Crucial clinic to close doors |

Crucial clinic to close doors

A midvalley health care clinic that serves 1,200 uninsured, lower-income residents annually will be forced to close its doors due to budget cuts at Aspen Valley Hospital.

In an emotional meeting last night, the Aspen hospital board decided to end funding to the Aspen Basalt Care Clinic on Dec. 31. Instead, it will direct financing to the Mountain Family Health Center, a federally funded health care program for the poor in Glenwood Springs.

Several health care officials in attendance, including the head of the Aspen hospital’s emergency room, decried the vote. They contend patients in Basalt and El Jebel will not travel downvalley for medical help and will instead seek ER care in Aspen, resulting in increased hospital expenses.

The Aspen Basalt Care Clinic, located at the Basalt Midvalley Medical Center, is a department of Aspen Valley Hospital. It was founded in 1992 to provide primary health care to the valley’s working poor. The clinic was conceived to take pressure off the hospital’s emergency room by treating illnesses in the indigent population before they required acute attention.

The clinic has struggled since its inception. Seen by many to be underfunded, it is currently open only 12 hours a week, at an annual expense of around $160,000 to the hospital. Clinic patients pay on a sliding scale determined by how much they can afford.

Glenwood’s Mountain Family Health Center provides the most extensive health care for the indigent on the Western Slope. It is currently open five days a week and has plans to expand to evening and weekend hours by next summer. It treats approximately 4,000 patients annually, compared to the approximately 1,200 at Aspen Basalt Care Clinic.
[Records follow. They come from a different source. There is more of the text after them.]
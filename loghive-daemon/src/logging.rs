//! Logging initialization for loghive-daemon.
//!
//! Configures `tracing-subscriber` based on the `[general]` section
//! of `LoghiveConfig`. Supports JSON structured logging and
//! human-readable pretty format.

use anyhow::Result;
use tracing_subscriber::layer::SubscriberExt;
use tracing_subscriber::util::SubscriberInitExt;
use tracing_subscriber::EnvFilter;

use loghive_core::config::GeneralConfig;

/// Initialize the global tracing subscriber.
///
/// Must be called exactly once, before any tracing macros are used.
///
/// # Formats
///
/// * `"json"` - Machine-parseable JSON lines (default for production)
/// * `"pretty"` - Human-readable colored output (for development)
pub fn init_tracing(config: &GeneralConfig) -> Result<()> {
    let env_filter =
        EnvFilter::try_from_default_env().unwrap_or_else(|_| EnvFilter::new(&config.log_level));

    match config.log_format.as_str() {
        "json" => {
            tracing_subscriber::registry()
                .with(env_filter)
                .with(tracing_subscriber::fmt::layer().json())
                .try_init()
                .map_err(|e| {
                    anyhow::anyhow!("failed to initialize JSON tracing subscriber: {}", e)
                })?;
        }
        "pretty" => {
            tracing_subscriber::registry()
                .with(env_filter)
                .with(tracing_subscriber::fmt::layer().pretty())
                .try_init()
                .map_err(|e| {
                    anyhow::anyhow!("failed to initialize pretty tracing subscriber: {}", e)
                })?;
        }
        _ => {
            return Err(anyhow::anyhow!(
                "unknown log format '{}', expected 'json' or 'pretty'",
                config.log_format
            ));
        }
    }

    Ok(())
}
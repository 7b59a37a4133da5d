//! 수집 파이프라인 에러 타입
//!
//! [`IngestPipelineError`]는 수집 파이프라인 내부에서 발생하는 모든
//! 에러를 표현합니다. `From<IngestPipelineError> for LoghiveError`
//! 변환이 구현되어 있어 상위 레이어에서 `?` 연산자로 전파할 수 있습니다.

use loghive_core::error::{IngestError, LoghiveError};

use crate::delimiter::FramingError;

/// 수집 파이프라인 도메인 에러
#[derive(Debug, thiserror::Error)]
pub enum IngestPipelineError {
    /// 프레이밍 실패 (delimiter 상태 기계)
    #[error("framing error: {0}")]
    Framing(#[from] FramingError),

    /// 레코드 파싱 실패
    #[error("parse error ({format}): {reason}")]
    Parse {
        /// 파서 형식 (rfc5424, json)
        format: String,
        /// 실패 사유
        reason: String,
    },

    /// 수집기 에러 (바인드, 읽기, TLS 핸드셰이크 등)
    #[error("collector error: {source_type}: {reason}")]
    Collector {
        /// 수집 소스 유형 (tcp, udp)
        source_type: String,
        /// 에러 사유
        reason: String,
    },

    /// 채널 통신 에러
    #[error("channel error: {0}")]
    Channel(String),

    /// TLS 설정 에러
    #[error("tls error: {0}")]
    Tls(String),

    /// I/O 에러
    #[error("io error: {0}")]
    Io(#[from] std::io::Error),
}

impl From<IngestPipelineError> for LoghiveError {
    fn from(err: IngestPipelineError) -> Self {
        match err {
            IngestPipelineError::Framing(e) => IngestError::Framing(e.to_string()).into(),
            IngestPipelineError::Parse { format, reason } => {
                IngestError::Parse { format, reason }.into()
            }
            IngestPipelineError::Collector {
                source_type,
                reason,
            } => IngestError::Collector {
                source_type,
                reason,
            }
            .into(),
            IngestPipelineError::Channel(msg) => IngestError::Channel(msg).into(),
            IngestPipelineError::Tls(msg) => IngestError::Collector {
                source_type: "tcp".to_owned(),
                reason: msg,
            }
            .into(),
            IngestPipelineError::Io(e) => LoghiveError::Io(e),
        }
    }
}

#[cfg(test)]
mod tests {
    use super::*;

    #[test]
    fn framing_error_display() {
        let err = IngestPipelineError::Framing(FramingError::LengthInvalidByte);
        assert!(err.to_string().contains("length-buffer-invalid-byte"));
    }

    #[test]
    fn converts_to_loghive_error() {
        let err: LoghiveError =
            IngestPipelineError::Channel("receiver closed".to_owned()).into();
        assert!(matches!(err, LoghiveError::Ingest(_)));
    }

    #[test]
    fn collector_error_display() {
        let err = IngestPipelineError::Collector {
            source_type: "tcp".to_owned(),
            reason: "bind failed".to_owned(),
        };
        let msg = err.to_string();
        assert!(msg.contains("tcp"));
        assert!(msg.contains("bind failed"));
    }
}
While the resources for the midvalley clinic have dwindled since its inception, the number of uninsured, working-poor has increased drastically during that time.

As a solution, Verna Bartlett, AVH chief financial officer, recommended the board consolidate the Basalt clinic with the Glenwood center.

Bartlett’s proposal came with the support of several influential figures, including Nan Sundeen, the Pitkin County Health and Human Services director. Dave Adamson, director of Western Slopes operations for the Mountain Family Health Center, also supported the proposal.

“The huge increase in uninsured, working poor in the valley has become too much for the Basalt clinic to handle,” Adamson said. “Glenwood has the apparatus and overhead to deal with this issue more effectively.”

Several people at the meeting, however, spoke against the closure. Their main concern was whether indigent patients will have the time or resources to travel to Glenwood for primary care once the Basalt clinic closes.

Lisa Robbiano, the nurse practitioner at the Basalt clinic, pleaded for the board to consider keeping the Basalt clinic open in some capacity, either as a satellite clinic of the Glenwood center or as an independent nonprofit.

“I think it’s a wonderful idea to merge with Glenwood,” Robbiano said. “My concern is that the people we serve in Basalt won’t have the means or know-how to make it down to Glenwood.”

Bartlett replied that the hospital had researched the possibility of a Basalt satellite clinic, but found the idea to be “prohibitively expensive.”

Dr. Scott Gallagher, who runs the Aspen hospital’s emergency room, also expressed his dissent. He said that, in the absence of the Basalt clinic, many midvalley uninsured residents would show up at the Aspen ER.

“I think this is a bad idea,” Gallagher said after the meeting. “It’s not only going to cost us a lot in increased ER expenses, but the patients are going to receive worse care as well.”

During the meeting, board member Bob D’Alessio echoed the concern that patients won’t travel to Glenwood.

“Transportation is the biggest issue,” he said. “If we can’t solve the problem, we are inviting the ER room to swing wide open. We can’t have patients receiving primary care in the ER.”

To assuage these concerns, Kris Marsh, executive director of the Aspen Valley Medical Foundation, said the foundation would be willing to fund vans to transport patients from the Basalt clinic to Glenwood, at least for the first six months following the Basalt closure.

Board members also agreed to monitor Aspen’s ER and intensive care unit along with the Glenwood clinic for sixth months. They want to ensure that patients are indeed being treated at Glenwood and that the Aspen hospital is not put under increased financial stress.

With the above agreements in place, the board voted 3-0, with one member abstaining and one absent, to end the Basalt clinic’s funding.

“If the board’s decision works, the facts will speak for themselves,” board President John Sarpa said in conclusion. “If not, we’ll have to do something about it in six months, because this is obviously a sector of our population that’s important to us.”